When I began my real estate career, there was a massive gap between what I thought the business was about and reality. I signed up for an in-house mentoring program and had direct access to one of the top agents in the office. They not only answered all my questions, they provided ongoing support and helped me avoid rookie mistakes.
Normally, an in-house mentor will earn a part of any commissions generated for a predetermined period. Some offices allow you the opportunity to interview mentors to make sure they are a fit. Just because a prospective mentor has sold a lot of real estate does not necessarily mean they will be an effective mentor or coach.
2. Do you have someone I can contact 24/7 for instant support?
There will be times you will need instantaneous support. Whether your mentor, office manager, office productivity coach or broker, will someone be available to get you through your current crisis?
3. Do you provide in-house training?
When shopping for a brokerage for our team, I asked a recruiter from a large local brokerage, “What type of in-house training do you provide?” Their answer was typical of a lot of brokerages and was an immediate turnoff: “We have a vast online library of training resources.”
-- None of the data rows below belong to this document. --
//! # Wire Types
//!
//! Request and response shapes for the JSON API.
//!
//! ## Money at the Boundary
//! Clients speak decimal rupees (`f64`); everything past this module is
//! integer paise. `Money::from_rupees` rounds to 2 decimal places on the
//! way in; `Money::rupees` formats on the way out. Floats exist ONLY here.
//!
//! Request bodies use `#[serde(deny_unknown_fields)]`: a misspelled field
//! is a 400, not a silently-ignored key.

use serde::{Deserialize, Serialize};

use invoice_core::money::Money;
use invoice_core::types::{GstRate, Invoice, LineItem, LineItemInput, User, UserProfile};
use invoice_core::ValidationError;

// =============================================================================
// Invoice Requests
// =============================================================================

/// One line item as submitted by a client.
#[derive(Debug, Deserialize)]
#[serde(deny_unknown_fields)]
pub struct LineItemDto {
    pub item_name: String,
    /// Unit price in rupees.
    pub price: f64,
    pub quantity: i64,
    /// Flat discount in rupees. Optional; defaults to zero.
    #[serde(default)]
    pub discount: f64,
    /// GST slab percentage: 0, 5, 12, 18, or 28.
    pub gst_rate: u8,
    /// Client-computed subtotal. Accepted for wire compatibility, then
    /// discarded: the pricing engine recomputes it.
    #[serde(default)]
    pub subtotal: Option<f64>,
}

impl TryFrom<LineItemDto> for LineItemInput {
    type Error = ValidationError;

    fn try_from(dto: LineItemDto) -> Result<Self, Self::Error> {
        let gst_rate =
            GstRate::try_from(dto.gst_rate).map_err(|_| ValidationError::NotAllowed {
                field: "gst_rate".to_string(),
                allowed: GstRate::ALL.iter().map(|r| r.percent().to_string()).collect(),
            })?;

        Ok(LineItemInput {
            item_name: dto.item_name,
            price: Money::from_rupees(dto.price),
            quantity: dto.quantity,
            discount: Money::from_rupees(dto.discount),
            gst_rate,
        })
    }
}

/// Converts a submitted item list, failing on the first bad item.
pub fn into_item_inputs(items: Vec<LineItemDto>) -> Result<Vec<LineItemInput>, ValidationError> {
    items.into_iter().map(LineItemInput::try_from).collect()
}

#[derive(Debug, Deserialize)]
#[serde(deny_unknown_fields)]
pub struct CreateInvoiceRequest {
    pub customer_name: String,
    pub items: Vec<LineItemDto>,
    /// Client-computed total. Accepted for wire compatibility, then
    /// discarded: the store recomputes the total from the items.
    #[serde(default)]
    pub total: Option<f64>,
}

#[derive(Debug, Deserialize)]
#[serde(deny_unknown_fields)]
pub struct UpdateInvoiceRequest {
    pub id: String,
    pub customer_name: String,
    pub items: Vec<LineItemDto>,
    /// Accepted and discarded, as on create.
    #[serde(default)]
    pub total: Option<f64>,
}

#[derive(Debug, Deserialize)]
#[serde(deny_unknown_fields)]
pub struct DeleteInvoiceRequest {
    pub id: String,
}

// =============================================================================
// Invoice Responses
// =============================================================================

/// One line item as returned to clients, amounts in rupees.
#[derive(Debug, Serialize)]
pub struct LineItemView {
    pub item_name: String,
    pub price: f64,
    pub quantity: i64,
    pub discount: f64,
    pub gst_rate: i64,
    pub subtotal: f64,
}

impl From<LineItem> for LineItemView {
    fn from(item: LineItem) -> Self {
        LineItemView {
            item_name: item.item_name,
            price: Money::from_paise(item.price_paise).rupees(),
            quantity: item.quantity,
            discount: Money::from_paise(item.discount_paise).rupees(),
            gst_rate: item.gst_rate,
            subtotal: Money::from_paise(item.subtotal_paise).rupees(),
        }
    }
}

/// An invoice as returned to clients.
#[derive(Debug, Serialize)]
pub struct InvoiceView {
    pub id: String,
    pub customer_name: String,
    pub total: f64,
    pub created_at: chrono::DateTime<chrono::Utc>,
    pub items: Vec<LineItemView>,
}

impl From<Invoice> for InvoiceView {
    fn from(invoice: Invoice) -> Self {
        InvoiceView {
            id: invoice.id,
            customer_name: invoice.customer_name,
            total: Money::from_paise(invoice.total_paise).rupees(),
            created_at: invoice.created_at,
            items: invoice.items.into_iter().map(LineItemView::from).collect(),
        }
    }
}

// =============================================================================
// Auth Requests
// =============================================================================

#[derive(Debug, Deserialize)]
#[serde(deny_unknown_fields)]
pub struct RegisterRequest {
    pub username: String,
    pub email: String,
    pub password: String,
}

/// `username` accepts either the username or the email address.
#[derive(Debug, Deserialize)]
#[serde(deny_unknown_fields)]
pub struct LoginRequest {
    pub username: String,
    pub password: String,
}

#[derive(Debug, Deserialize)]
#[serde(deny_unknown_fields)]
pub struct ForgotPasswordRequest {
    pub email: String,
}

#[derive(Debug, Deserialize)]
#[serde(deny_unknown_fields)]
pub struct VerifyCodeRequest {
    pub email: String,
    pub code: String,
}

#[derive(Debug, Deserialize)]
#[serde(deny_unknown_fields)]
pub struct ResetPasswordRequest {
    pub email: String,
    pub code: String,
    #[serde(alias = "newPassword")]
    pub new_password: String,
}

/// Partial profile update: absent fields keep their stored values.
#[derive(Debug, Deserialize)]
#[serde(deny_unknown_fields)]
pub struct UpdateProfileRequest {
    pub shop_name: Option<String>,
    pub shop_address: Option<String>,
    pub phone: Option<String>,
    pub tax_id: Option<String>,
    pub logo: Option<String>,
    pub signature: Option<String>,
}

impl From<UpdateProfileRequest> for UserProfile {
    fn from(req: UpdateProfileRequest) -> Self {
        UserProfile {
            shop_name: req.shop_name,
            shop_address: req.shop_address,
            phone: req.phone,
            tax_id: req.tax_id,
            logo: req.logo,
            signature: req.signature,
        }
    }
}

// =============================================================================
// Auth Responses
// =============================================================================

/// Response for the `check` action. Never a 401: an anonymous caller gets
/// `authenticated: false` with the other fields absent.
#[derive(Debug, Serialize)]
pub struct CheckResponse {
    pub authenticated: bool,
    #[serde(skip_serializing_if = "Option::is_none")]
    pub username: Option<String>,
    #[serde(skip_serializing_if = "Option::is_none")]
    pub profile: Option<UserProfile>,
}

/// Extracts the editable profile subset from a stored user.
pub fn profile_of(user: &User) -> UserProfile {
    UserProfile {
        shop_name: user.shop_name.clone(),
        shop_address: user.shop_address.clone(),
        phone: user.phone.clone(),
        tax_id: user.tax_id.clone(),
        logo: user.logo.clone(),
        signature: user.signature.clone(),
    }
}

// =============================================================================
// Unit Tests
// =============================================================================

#[cfg(test)]
mod tests {
    use super::*;

    #[test]
    fn test_line_item_dto_converts_to_paise() {
        let dto = LineItemDto {
            item_name: "Notebook".to_string(),
            price: 100.0,
            quantity: 2,
            discount: 20.0,
            gst_rate: 18,
            subtotal: None,
        };
        let input = LineItemInput::try_from(dto).unwrap();
        assert_eq!(input.price.paise(), 10_000);
        assert_eq!(input.discount.paise(), 2_000);
        assert_eq!(input.gst_rate, GstRate::Eighteen);
    }

    #[test]
    fn test_unsupported_gst_rate_is_rejected() {
        let dto = LineItemDto {
            item_name: "Notebook".to_string(),
            price: 100.0,
            quantity: 1,
            discount: 0.0,
            gst_rate: 7,
            subtotal: None,
        };
        assert!(LineItemInput::try_from(dto).is_err());
    }

    #[test]
    fn test_discount_defaults_to_zero() {
        let dto: LineItemDto = serde_json::from_value(serde_json::json!({
            "item_name": "Pen", "price": 10.5, "quantity": 3, "gst_rate": 5
        }))
        .unwrap();
        assert_eq!(dto.discount, 0.0);
    }

    #[test]
    fn test_client_supplied_subtotal_is_accepted_and_ignored() {
        let dto: LineItemDto = serde_json::from_value(serde_json::json!({
            "item_name": "Notebook", "price": 100.0, "quantity": 2,
            "discount": 20.0, "gst_rate": 18, "subtotal": 999999.99
        }))
        .unwrap();
        let input = LineItemInput::try_from(dto).unwrap();
        // Nothing downstream carries the client's figure
        assert_eq!(input.price.paise(), 10_000);
    }

    #[test]
    fn test_unknown_fields_rejected() {
        let result: Result<CreateInvoiceRequest, _> = serde_json::from_value(serde_json::json!({
            "customer_name": "Asha",
            "items": [],
            "ownerId": "u2"
        }));
        assert!(result.is_err());
    }

    #[test]
    fn test_check_response_omits_absent_fields() {
        let anon = CheckResponse {
            authenticated: false,
            username: None,
            profile: None,
        };
        let json = serde_json::to_string(&anon).unwrap();
        assert_eq!(json, r#"{"authenticated":false}"#);
    }
}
I wasn’t looking for online training — truth is, that’s readily available from many sources. I was looking for in-house, in-person training where I and my team members could interact with the trainer to get the answers we needed.
4. Do you provide leads?
While leads are the lifeblood of any successful business, many brokerages do not provide leads of any kind. This is the primary reason I’d recommend talking to teams in addition to brokerages since most teams understand the need to provide their team members with a supply of leads.
Additionally, extensive training should be available in managing leads and developing the ability to generate them on your own.
5. Do you provide a comprehensive CRM and the training to use it effectively?
Lead management is critical and the best tool for the job is a comprehensive customer relationship management (CRM). It is one thing to be provided with a CRM, but something entirely different to be trained on how to use it effectively.
In my mind, in-house training is critical along with access to someone who will be available to answer questions when you need answers.
6. Do you have any mega agents or large teams in your office?
If an office does not have any mega agents or large teams, that may be a clue that they lack the requisite resources to enable your success. Additionally, it is good to be around agents who are truly successful. Most mega agents I know are very willing to help new agents by answering questions and sharing resources when applicable.
While splits are important in the long-term scheme of things, rookie agents can make serious mistakes if they focus on splits alone. Since the success rate for newbies is so low, in my opinion go after support first. Once you have the fundamentals under your belt and have a proven track record, then you can work on fine-tuning your income.
Carl Medford is the CEO of The Medford Team.